Проезжая мимо утопающих в садах и виноградниках селений, немало повидавший на своем веку посол дивился множеству церквей и крепостей. На каждом холме стояла если не большая, то малая церковь, а на подступах к каждому селу и у входа в ущелье всадников встречала крепость.

Гористую и холмистую, изобилующую церквами и крепостями Умбрию напоминала Грузия венецианцам. Только на пригорках не росли миртовые деревья и не окружал их подернутый дымкой, слегка затуманенный воздух. Небо Грузии было чисто и прозрачно.

Гости проехали немало извилистых дорог, и наконец перед ними открылось изумительное зрелище. На плато меж поросших лесами скалистых гор возвышались величественные храмы.

Посол насчитал до пятнадцати церковных куполов. А вокруг храмов теснилось множество строений.

Все строения были обведены оградой из тесаного цветного камня.

Посол придержал коня. Окинул взором деревни, виноградники и сады, раскинувшиеся вокруг Гелати. На западе обширную равнину пересекала река. Вдали возвышались вечно снежные вершины Кавказа.

— Прекрасная, восхитительная местность! — вырвалось у посла, и он опять повернулся к Гелати.

— Это Гелатский монастырь и академия, именуемые Вторыми Афинами и Новым Иерусалимом. Отсюда растекается по всему миру мудрость и ученость грузинских богословов и философов, — разъяснил послу Маргвели.

— Большая часть Гелати построена нашим великим пращуром Давидом Строителем, — добавил Георгий, — после него каждый грузинский царь старался прибавить от себя новые строения, имения, дарил крепостных… Сам Давид похоронен здесь.
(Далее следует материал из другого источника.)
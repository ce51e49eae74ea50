use std::collections::VecDeque;
use std::time::{Duration, Instant};

use tracing::info;

use crate::config::CheckpointDefaults;
use crate::error::{LabyrinthError, Result};
use crate::maze::Checkpoint;
use crate::vector::Vector2;

/// Progress towards the checkpoint at the head of the queue.
#[derive(Debug, Clone, Copy, PartialEq, Eq)]
pub enum DwellState {
    Approaching,
    Dwelling { entered: Instant },
}

/// What one setpoint update decided.
#[derive(Debug, Clone, Copy, PartialEq)]
pub enum SetpointUpdate {
    Approaching,
    Dwelling { entered: Instant },
    /// The head checkpoint was captured and `next` is the new setpoint.
    Advanced { next: Vector2 },
    /// The final checkpoint was captured, now or earlier.
    MazeCompleted,
}

impl SetpointUpdate {
    /// True on the tick the active checkpoint is captured.
    pub fn captured(&self) -> bool {
        matches!(self, SetpointUpdate::Advanced { .. })
    }
}

/// Owns the checkpoint queue and decides when the ball has reached the
/// current one.
pub struct SetpointHandler {
    checkpoints: VecDeque<Checkpoint>,
    default_radius_mm: f64,
    default_dwell: Duration,
    state: DwellState,
    last_target: Vector2,
    completed: bool,
}

impl SetpointHandler {
    pub fn new(checkpoints: impl IntoIterator<Item = Checkpoint>, defaults: &CheckpointDefaults) -> Result<Self> {
        defaults.validate()?;
        let checkpoints: VecDeque<Checkpoint> = checkpoints.into_iter().collect();
        let first = checkpoints.front().ok_or(LabyrinthError::EmptyMaze)?;
        Ok(Self {
            last_target: first.position,
            checkpoints,
            default_radius_mm: defaults.radius_mm,
            default_dwell: defaults.dwell()?,
            state: DwellState::Approaching,
            completed: false,
        })
    }

    /// Checkpoint currently being pursued, if any remain.
    pub fn current(&self) -> Option<&Checkpoint> {
        self.checkpoints.front()
    }

    /// Target position. After completion this is the final checkpoint.
    pub fn setpoint(&self) -> Vector2 {
        self.current().map_or(self.last_target, |c| c.position)
    }

    pub fn remaining(&self) -> usize {
        self.checkpoints.len()
    }

    pub fn state(&self) -> DwellState {
        self.state
    }

    pub fn is_completed(&self) -> bool {
        self.completed
    }

    fn capture_rules(&self, checkpoint: &Checkpoint) -> (f64, Duration) {
        (checkpoint.radius_mm(self.default_radius_mm), checkpoint.dwell(self.default_dwell))
    }

    pub fn update(&mut self, position: Vector2, now: Instant) -> SetpointUpdate {
        let Some(checkpoint) = self.checkpoints.front() else {
            return SetpointUpdate::MazeCompleted;
        };
        let (radius, dwell) = self.capture_rules(checkpoint);
        let target = checkpoint.position;

        if position.distance(target) >= radius {
            self.state = DwellState::Approaching;
            return SetpointUpdate::Approaching;
        }

        let entered = match self.state {
            DwellState::Dwelling { entered } => entered,
            DwellState::Approaching => {
                self.state = DwellState::Dwelling { entered: now };
                now
            }
        };
        if now.saturating_duration_since(entered) < dwell {
            return SetpointUpdate::Dwelling { entered };
        }

        self.checkpoints.pop_front();
        self.state = DwellState::Approaching;
        self.last_target = target;
        match self.checkpoints.front() {
            Some(next) => {
                info!(captured = %target, next = %next.position, remaining = self.checkpoints.len(), "checkpoint captured");
                SetpointUpdate::Advanced { next: next.position }
            }
            None => {
                info!(captured = %target, "maze completed");
                self.completed = true;
                SetpointUpdate::MazeCompleted
            }
        }
    }
}
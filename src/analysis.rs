//! Analysis module - Timing chart of a finished run

use std::path::Path;
use std::time::Duration;

use plotters::prelude::*;

use crate::error::{LabyrinthError, Result};
use crate::metrics::MetricsReport;

fn ms(d: Duration) -> f64 {
    d.as_secs_f64() * 1000.0
}

fn chart_err(e: impl std::fmt::Display) -> LabyrinthError {
    LabyrinthError::Chart(e.to_string())
}

/// Quantile lines for each timed stage, drawn against the control period.
pub fn render_timing_chart(report: &MetricsReport, path: impl AsRef<Path>) -> Result<()> {
    let series = [
        ("perception", report.perception_p50, report.perception_p99, &BLUE),
        ("control tick", report.control_p50, report.control_p99, &RED),
        ("step", report.step_p50, report.step_p99, &GREEN),
        ("jitter", report.jitter_p50, report.jitter_p99, &MAGENTA),
    ];
    let period_ms = ms(report.control_period);
    let max_ms = series
        .iter()
        .map(|(_, _, p99, _)| ms(*p99))
        .fold(period_ms, f64::max)
        * 1.2;

    let root = SVGBackend::new(path.as_ref(), (800, 600)).into_drawing_area();
    root.fill(&WHITE).map_err(chart_err)?;

    let mut chart = ChartBuilder::on(&root)
        .caption("Control loop timing (ms)", ("sans-serif", 24))
        .margin(10)
        .x_label_area_size(40)
        .y_label_area_size(50)
        .build_cartesian_2d(40.0..100.0, 0.0..max_ms.max(1.0))
        .map_err(chart_err)?;

    chart
        .configure_mesh()
        .x_desc("Quantile")
        .y_desc("Duration (ms)")
        .draw()
        .map_err(chart_err)?;

    for (label, p50, p99, colour) in series {
        chart
            .draw_series(LineSeries::new(vec![(50.0, ms(p50)), (99.0, ms(p99))], colour))
            .map_err(chart_err)?
            .label(label)
            .legend(move |(x, y)| PathElement::new(vec![(x, y), (x + 20, y)], colour));
    }

    chart
        .draw_series(LineSeries::new(vec![(40.0, period_ms), (100.0, period_ms)], &BLACK))
        .map_err(chart_err)?
        .label("control period")
        .legend(|(x, y)| PathElement::new(vec![(x, y), (x + 20, y)], &BLACK));

    chart
        .configure_series_labels()
        .background_style(&WHITE.mix(0.8))
        .border_style(&BLACK)
        .draw()
        .map_err(chart_err)?;

    root.present().map_err(chart_err)?;
    Ok(())
}
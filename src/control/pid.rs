use std::collections::VecDeque;
use std::time::Duration;

use tracing::debug;

use crate::config::PidConfig;
use crate::vector::{sign, Vector2};

// ============================================================================
// MODE & OUTPUT TYPES
// ============================================================================

/// Calibration state of the controller. The static-friction boost, the
/// minimum-angle floor and the level offset only apply once calibrated.
#[derive(Debug, Clone, Copy, PartialEq)]
pub enum ControllerMode {
    Uncalibrated,
    Calibrated { level_offset: Vector2 },
}

impl ControllerMode {
    pub fn level_offset(&self) -> Vector2 {
        match self {
            ControllerMode::Uncalibrated => Vector2::ZERO,
            ControllerMode::Calibrated { level_offset } => *level_offset,
        }
    }

    pub fn is_calibrated(&self) -> bool {
        matches!(self, ControllerMode::Calibrated { .. })
    }
}

/// Per-axis record of whether the last command hit its limit.
#[derive(Debug, Clone, Copy, Default, PartialEq, Eq)]
pub struct Saturation {
    pub x: bool,
    pub y: bool,
}

impl Saturation {
    pub fn any(&self) -> bool {
        self.x || self.y
    }

    pub fn both(&self) -> bool {
        self.x && self.y
    }
}

/// Everything one control update produced.
#[derive(Debug, Clone, Copy, PartialEq)]
pub struct PidOutput {
    /// Clamped actuator command, level offset included.
    pub command: Vector2,
    pub error: Vector2,
    /// Kp * error.
    pub proportional: Vector2,
    /// Ki * integral.
    pub integral: Vector2,
    /// Kd * filtered error slope.
    pub derivative: Vector2,
    /// Least-squares slope of the buffered error, zero until the buffer fills.
    pub error_rate: Vector2,
    /// Flags from this update's clamp. Anti-windup reads them next update.
    pub saturation: Saturation,
}

// ============================================================================
// LEAST-SQUARES DERIVATIVE
// ============================================================================

/// Slope of the best-fit line through `(t, e)` samples. Returns zero when
/// every sample shares the same time.
pub fn least_squares_slope(samples: impl Iterator<Item = (f64, f64)> + Clone) -> f64 {
    let (n, sum_t, sum_e) = samples
        .clone()
        .fold((0usize, 0.0, 0.0), |(n, st, se), (t, e)| (n + 1, st + t, se + e));
    if n == 0 {
        return 0.0;
    }
    let mean_t = sum_t / n as f64;
    let mean_e = sum_e / n as f64;

    let (num, den) = samples.fold((0.0, 0.0), |(num, den), (t, e)| {
        let dt = t - mean_t;
        (num + dt * (e - mean_e), den + dt * dt)
    });
    if den == 0.0 {
        0.0
    } else {
        num / den
    }
}

// ============================================================================
// PID CONTROLLER
// ============================================================================

#[derive(Debug, Clone, Copy)]
struct ErrorSample {
    time: f64,
    error: Vector2,
}

pub struct PidController {
    config: PidConfig,
    mode: ControllerMode,
    setpoint: Vector2,
    integral: Vector2,
    history: VecDeque<ErrorSample>,
    fill_count: usize,
    saturation: Saturation,
}

impl PidController {
    pub fn new(config: &PidConfig, setpoint: Vector2) -> Self {
        Self {
            config: config.clone(),
            mode: ControllerMode::Uncalibrated,
            setpoint,
            integral: Vector2::ZERO,
            history: VecDeque::with_capacity(config.buffer_size),
            fill_count: 0,
            saturation: Saturation::default(),
        }
    }

    /// Pursue a new target. Clears the controller memory but keeps the
    /// calibration.
    pub fn new_setpoint(&mut self, setpoint: Vector2) {
        self.setpoint = setpoint;
        self.reset();
    }

    /// Clear the integral, error history and saturation flags.
    pub fn reset(&mut self) {
        self.integral = Vector2::ZERO;
        self.history.clear();
        self.fill_count = 0;
        self.saturation = Saturation::default();
    }

    /// Switch to calibrated mode with the learned level offset.
    pub fn calibrate(&mut self, level_offset: Vector2) {
        self.mode = ControllerMode::Calibrated { level_offset };
        self.reset();
    }

    pub fn setpoint(&self) -> Vector2 {
        self.setpoint
    }

    pub fn mode(&self) -> ControllerMode {
        self.mode
    }

    pub fn integral_accumulator(&self) -> Vector2 {
        self.integral
    }

    pub fn saturation(&self) -> Saturation {
        self.saturation
    }

    /// Platform angle that produced an actuator command (inverse gearing).
    pub fn theta_from_command(&self, command: Vector2) -> Vector2 {
        (command - self.mode.level_offset()).zip_map(self.config.gearing, |c, g| c / g)
    }

    fn push_error(&mut self, error: Vector2, dt: f64) {
        let time = self.history.back().map_or(0.0, |s| s.time) + dt;
        if self.history.len() == self.config.buffer_size {
            self.history.pop_front();
        }
        self.history.push_back(ErrorSample { time, error });
        self.fill_count += 1;
    }

    fn integrate(&mut self, error: Vector2, dt: f64) {
        let hold = |saturated: bool, e: f64, acc: f64| saturated && sign(e) == sign(acc);
        if !hold(self.saturation.x, error.x, self.integral.x) {
            self.integral.x += error.x * dt;
        }
        if !hold(self.saturation.y, error.y, self.integral.y) {
            self.integral.y += error.y * dt;
        }
    }

    fn error_rate(&self) -> Vector2 {
        if self.fill_count < self.config.buffer_size {
            return Vector2::ZERO;
        }
        let samples = self.history.iter();
        Vector2::new(
            least_squares_slope(samples.clone().map(|s| (s.time, s.error.x))),
            least_squares_slope(samples.map(|s| (s.time, s.error.y))),
        )
    }

    fn clamp(&mut self, command: Vector2) -> Vector2 {
        let limit = self.config.saturation_limit;
        self.saturation = Saturation {
            x: command.x.abs() > limit.x,
            y: command.y.abs() > limit.y,
        };
        Vector2::new(
            command.x.clamp(-limit.x, limit.x),
            command.y.clamp(-limit.y, limit.y),
        )
    }

    pub fn update(&mut self, position: Vector2, elapsed: Duration) -> PidOutput {
        let dt = elapsed.as_secs_f64();
        let error = self.setpoint - position;

        self.push_error(error, dt);
        self.integrate(error, dt);
        let error_rate = self.error_rate();

        let proportional = error * self.config.kp;
        let integral = self.integral * self.config.ki;
        let derivative = error_rate * self.config.kd;
        let mut theta = proportional + integral + derivative;

        if self.mode.is_calibrated() {
            let (ks, kst) = (self.config.ks, self.config.kst);
            theta = theta.zip_map(error_rate, |th, rate| {
                th + ks * sign(th) * (-kst * rate.abs()).exp()
            });
            theta = theta.zip_map(self.config.min_angle, |th, min| {
                if th != 0.0 && th.abs() < min {
                    min * sign(th)
                } else {
                    th
                }
            });
        }

        let geared = theta.scale(self.config.gearing) + self.mode.level_offset();
        let command = self.clamp(geared);
        debug!(%error, %command, saturated = self.saturation.any(), "pid update");

        PidOutput {
            command,
            error,
            proportional,
            integral,
            derivative,
            error_rate,
            saturation: self.saturation,
        }
    }
}

#[cfg(test)]
mod tests {
    use super::*;
    use approx::assert_relative_eq;

    fn unit_gains() -> PidConfig {
        PidConfig {
            kp: 1.0,
            ki: 0.0,
            kd: 0.0,
            ks: 0.0,
            kst: 0.0,
            buffer_size: 3,
            saturation_limit: Vector2::splat(1e9),
            min_angle: Vector2::ZERO,
            gearing: Vector2::splat(1.0),
        }
    }

    #[test]
    fn slope_of_flat_time_axis_is_zero() {
        let samples = [(1.0, 3.0), (1.0, 5.0)];
        assert_eq!(least_squares_slope(samples.iter().copied()), 0.0);
    }

    #[test]
    fn slope_of_linear_series() {
        let samples = [(0.0, 1.0), (1.0, 3.0), (2.0, 5.0), (3.0, 7.0)];
        assert_relative_eq!(least_squares_slope(samples.iter().copied()), 2.0);
    }

    #[test]
    fn uncalibrated_output_is_plain_law() {
        let mut pid = PidController::new(&unit_gains(), Vector2::new(10.0, -4.0));
        let out = pid.update(Vector2::ZERO, Duration::from_millis(50));
        assert_eq!(out.command, Vector2::new(10.0, -4.0));
        assert_eq!(out.derivative, Vector2::ZERO);
    }

    #[test]
    fn min_angle_floor_applies_only_when_calibrated() {
        let mut cfg = unit_gains();
        cfg.kp = 0.001;
        cfg.min_angle = Vector2::splat(0.01);
        let mut pid = PidController::new(&cfg, Vector2::new(1.0, 0.0));

        let out = pid.update(Vector2::ZERO, Duration::from_millis(50));
        assert_relative_eq!(out.command.x, 0.001);

        pid.calibrate(Vector2::ZERO);
        let out = pid.update(Vector2::ZERO, Duration::from_millis(50));
        assert_relative_eq!(out.command.x, 0.01);
        // A zero axis stays zero.
        assert_eq!(out.command.y, 0.0);
    }

    #[test]
    fn static_boost_adds_breakaway_term() {
        let mut cfg = unit_gains();
        cfg.kp = 0.01;
        cfg.ks = 0.5;
        cfg.kst = 1.0;
        let mut pid = PidController::new(&cfg, Vector2::new(-1.0, 0.0));
        pid.calibrate(Vector2::ZERO);
        let out = pid.update(Vector2::ZERO, Duration::from_millis(50));
        // Buffer not full, so the rate is zero and the boost is at full size.
        assert_relative_eq!(out.command.x, -0.01 - 0.5);
    }

    #[test]
    fn level_offset_is_added_after_gearing() {
        let mut cfg = unit_gains();
        cfg.gearing = Vector2::new(2.0, 10.0);
        let mut pid = PidController::new(&cfg, Vector2::new(1.0, 1.0));
        pid.calibrate(Vector2::new(0.5, -0.5));
        let out = pid.update(Vector2::ZERO, Duration::from_millis(50));
        assert_relative_eq!(out.command.x, 2.5);
        assert_relative_eq!(out.command.y, 9.5);
        let theta = pid.theta_from_command(out.command);
        assert_relative_eq!(theta.x, 1.0);
        assert_relative_eq!(theta.y, 1.0);
    }

    #[test]
    fn clamp_sets_flags_per_axis() {
        let mut cfg = unit_gains();
        cfg.saturation_limit = Vector2::new(2.0, 2.0);
        let mut pid = PidController::new(&cfg, Vector2::new(5.0, 1.0));
        let out = pid.update(Vector2::ZERO, Duration::from_millis(50));
        assert_eq!(out.command, Vector2::new(2.0, 1.0));
        assert_eq!(out.saturation, Saturation { x: true, y: false });
    }

    #[test]
    fn new_setpoint_keeps_calibration() {
        let mut pid = PidController::new(&unit_gains(), Vector2::ZERO);
        pid.calibrate(Vector2::new(0.1, 0.2));
        pid.update(Vector2::new(1.0, 1.0), Duration::from_secs(1));
        pid.new_setpoint(Vector2::new(3.0, 3.0));
        assert_eq!(pid.integral_accumulator(), Vector2::ZERO);
        assert_eq!(pid.saturation(), Saturation::default());
        assert!(pid.mode().is_calibrated());
    }
}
Здесь же покоится наша блаженная мать, царица Тамар, и я, когда господь призовет меня к себе, опочию здесь.

— В Гелатской академии трудились знаменитые философы — Арсений Икалтоели, Иоанэ Петрици и ученик и соратник последователей Платона Иоанна Итала и Михаила Пселла. Их книги переведены на греческий и, если не ошибаюсь, на латинский языки, — сказал Маргвели.

На склонах холмов виднелись пчелиные ульи. В садах и виноградниках трудились одетые в черное монахи. Вокруг стояла удивительная тишина, и послу казалось, что он слышит, как заботливо и кропотливо трудится все сущее, начиная с ушедших в глубь земли корней, кончая реявшими в небе пернатыми.

Посол остановился и глубоко вдохнул чистый, живительный воздух.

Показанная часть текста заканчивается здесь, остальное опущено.